One of the icons the early Halutzim, pioneers of the state of Israel, adopted was the Maccabees.  The Maccabees were the warriors of the Hanukkah story who stood up to the oppressive forces of the ancient Greeks.  In the world of the early Zionists, dictated by the Holocaust and overt government-sanctioned anti-Semitism, the reclaiming of the heritage of the Maccabees was seen as a necessity.  The Maccabees served as a symbol for who and what we were as a people. A heritage that we had long forgotten and abandoned, but one that was there and needed to be resurrected.

 The Halutzim wanted Jews to see themselves as brave and strong.  By adopting the Maccabees as the image of the early Halutzim, the early Zionists were creating what would be known as the new Jew.  The new Jew was strong and worked with their hands.  The image of the new Jew was an outright rejecting of the image of the studious (and in their mind) weak intellectuals who had suffered at the mercy of their oppressors for centuries.

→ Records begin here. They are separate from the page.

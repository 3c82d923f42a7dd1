//! OpenAI-compatible chat-completion client.
//!
//! Speaks the `/chat/completions` wire format used by OpenAI and by the Gaia
//! Network node that hosts Qwen (`https://qwen72b.gaia.domains/v1`). The same
//! client works through a same-origin proxy by pointing `base_url` at it and
//! setting `auth_header` to the header the proxy expects.
//!
//! # Example
//!
//! ```rust,ignore
//! use llm::remote::OpenAiClient;
//! use llm::{ChatMessage, ChatModel, ChatRequest, RemoteLlmConfig};
//!
//! let config = RemoteLlmConfig::new("https://qwen72b.gaia.domains/v1", "qwen72b");
//! let client = OpenAiClient::new(config)?;
//!
//! let request = ChatRequest::new(vec![ChatMessage::user("What is a rollup?")])
//!     .with_api_key("gaia-...");
//! let response = client.chat(request).await?;
//! ```

use crate::config::RemoteLlmConfig;
use crate::error::{LlmError, Result};
use crate::message::{ChatMessage, ChatRole};
use crate::traits::{ChatModel, ChatRequest, ChatResponse};
use async_trait::async_trait;
use reqwest::Client;
use serde::{Deserialize, Serialize};
use tracing::{debug, warn};

/// Credential name used for OpenAI-compatible endpoints.
pub const GAIA_CREDENTIAL: &str = "gaia";

/// OpenAI-compatible API client.
#[derive(Clone)]
pub struct OpenAiClient {
    config: RemoteLlmConfig,
    client: Client,
}

impl OpenAiClient {
    /// Create a new client with the given configuration.
    pub fn new(config: RemoteLlmConfig) -> Result<Self> {
        let client = Client::builder().timeout(config.timeout).build()?;
        Ok(Self { config, client })
    }

    /// Convert a chat message to the OpenAI wire format.
    fn convert_message(&self, msg: &ChatMessage) -> OpenAiMessage {
        let name = match msg.role {
            // Function messages must carry a name
            ChatRole::Function => Some(msg.name.clone().unwrap_or_else(|| "function".to_string())),
            _ => None,
        };

        OpenAiMessage {
            role: msg.role.as_str().to_string(),
            content: Some(msg.content.clone()),
            name,
        }
    }

    fn build_request(&self, request: &ChatRequest) -> OpenAiRequest {
        OpenAiRequest {
            model: self.config.model.clone(),
            messages: request.messages.iter().map(|m| self.convert_message(m)).collect(),
            temperature: request.config.temperature,
            top_p: request.config.top_p,
            max_tokens: request.config.max_tokens,
            stop: if request.config.stop.is_empty() {
                None
            } else {
                Some(request.config.stop.clone())
            },
        }
    }

    /// Extract the reply text from a completion response.
    fn convert_response(&self, openai_resp: OpenAiResponse) -> Result<ChatResponse> {
        let choice = openai_resp
            .choices
            .into_iter()
            .next()
            .ok_or_else(|| LlmError::InvalidResponse("response contained no choices".to_string()))?;

        Ok(ChatResponse {
            content: choice.message.content.unwrap_or_default(),
            model: openai_resp.model,
        })
    }

    async fn post_to(&self, base_url: &str, api_key: &str, body: &OpenAiRequest) -> Result<ChatResponse> {
        let url = completions_url(base_url);
        debug!(url = %url, model = %body.model, messages = body.messages.len(), "Calling chat completion endpoint");

        let builder = self
            .client
            .post(&url)
            .header("Content-Type", "application/json");
        let builder = match &self.config.auth_header {
            Some(header) => builder.header(header.as_str(), api_key),
            None => builder.bearer_auth(api_key),
        };

        let response = builder.json(body).send().await?;

        if !response.status().is_success() {
            let status = response.status();
            let text = response.text().await.unwrap_or_default();
            return Err(LlmError::from_status("chat completion endpoint", status, text));
        }

        let openai_response: OpenAiResponse = response.json().await?;
        self.convert_response(openai_response)
    }
}

#[async_trait]
impl ChatModel for OpenAiClient {
    async fn chat(&self, request: ChatRequest) -> Result<ChatResponse> {
        let api_key = request
            .api_key
            .clone()
            .filter(|k| !k.is_empty())
            .ok_or_else(|| LlmError::ApiKeyNotFound(GAIA_CREDENTIAL.to_string()))?;

        let body = self.build_request(&request);

        let mut last_error = None;
        for base_url in self.config.endpoints() {
            match self.post_to(base_url, &api_key, &body).await {
                Ok(response) => return Ok(response),
                Err(e) if e.is_auth_error() => return Err(e),
                Err(e) => {
                    warn!(url = %base_url, error = %e, "Chat completion endpoint failed");
                    last_error = Some(e);
                }
            }
        }

        Err(last_error
            .unwrap_or_else(|| LlmError::ConfigError("no chat completion endpoint configured".to_string())))
    }

    fn credential(&self) -> Option<&'static str> {
        Some(GAIA_CREDENTIAL)
    }

    fn model_name(&self) -> &str {
        &self.config.model
    }
}

/// Accept either an API base (`.../v1`) or a full completions URL.
fn completions_url(base_url: &str) -> String {
    let base = base_url.trim_end_matches('/');
    if base.ends_with("/chat/completions") {
        base.to_string()
    } else {
        format!("{}/chat/completions", base)
    }
}

#[derive(Debug, Serialize, Deserialize)]
struct OpenAiMessage {
    role: String,
    #[serde(skip_serializing_if = "Option::is_none")]
    content: Option<String>,
    #[serde(skip_serializing_if = "Option::is_none")]
    name: Option<String>,
}

#[derive(Debug, Serialize)]
struct OpenAiRequest {
    model: String,
    messages: Vec<OpenAiMessage>,
    #[serde(skip_serializing_if = "Option::is_none")]
    temperature: Option<f32>,
    #[serde(skip_serializing_if = "Option::is_none")]
    top_p: Option<f32>,
    #[serde(skip_serializing_if = "Option::is_none")]
    max_tokens: Option<u32>,
    #[serde(skip_serializing_if = "Option::is_none")]
    stop: Option<Vec<String>>,
}

#[derive(Debug, Deserialize)]
struct OpenAiResponse {
    #[serde(default)]
    model: Option<String>,
    #[serde(default)]
    choices: Vec<OpenAiChoice>,
}

#[derive(Debug, Deserialize)]
struct OpenAiChoice {
    message: OpenAiMessage,
}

Chiam Nachman Bialik, the famous Jewish poet who lived during the founding and establishment of the state of Israel, attempts to articulate the need for transition from passive Jewish victim to active Jewish warrior in his poem “City of Slaughter” (for the full poem click here). What follows is an excerpt from this poem in which he attempts to articulate the desire to reclaim the heritage that the Maccabees left us:

How did their menfolk bear it, how did they bear this yoke? They crawled forth from their holes, they fled to the house of the Lord, They offered thanks to Him, the sweet benedictory word. The Cohanim sallied forth, to the Rabbi's house they flitted: Tell me, O Rabbi, tell, is my own wife permitted? The matter ends; and nothing more. And all is as it was before.

Come, now, and I will bring thee to their lairs 
The privies, jakes and pigpens where the heirs 
Of Hasmoneans lay, with trembling knees, 
Concealed and cowering,—the sons of the Maccabees! 
The seed of saints, the scions of the lions! 
Who, crammed by scores in all the sanctuaries of their shame, 
So sanctified My name! 

What Bialik was unable to see is the value in the heritage of the Jewish intellectual.  He was unable to see that it is the merging of the warrior Maccabee and the intellectual Talmid (student) is what is needed for us as spiritual Jews and humans. 

As Jews our spiritual birthright is absolutely questioning and exploring. However, it is also standing up against tyranny and oppression.  Being intellectuals does not have to negate being strong.  We can both be strong Giborim (warriors) and curious Tamidim.  In combining the two we become Oseh Shalom, makers of peace and wholeness in heaven and earth. 

Being truly whole spiritually means embracing our strength and power as well as our intellect.  The early pioneers of the state of Israel felt we had lost the virtue of being strong.  Due to this, they reclaimed the image of the Maccabee, the warrior.  Today we need this image of the Maccabee to unite with the image of the Talmid, the student.  In this way we become the Chasid, the righteous person. 

The error that Bialik and the pioneers made was they threw the baby out with the bathwater.  It is not one or the other.  Life is not to choose to be either the warrior or to be the intellectual.  Living is to recognize that both tendencies are in our soul and are vital to our full spiritual realization.  May this Hannukah be a rededication to the warrior and learner in all of us.  In this way we can become one who stands up bravely for Shalom and Tikkun olam so that our world may know light once again.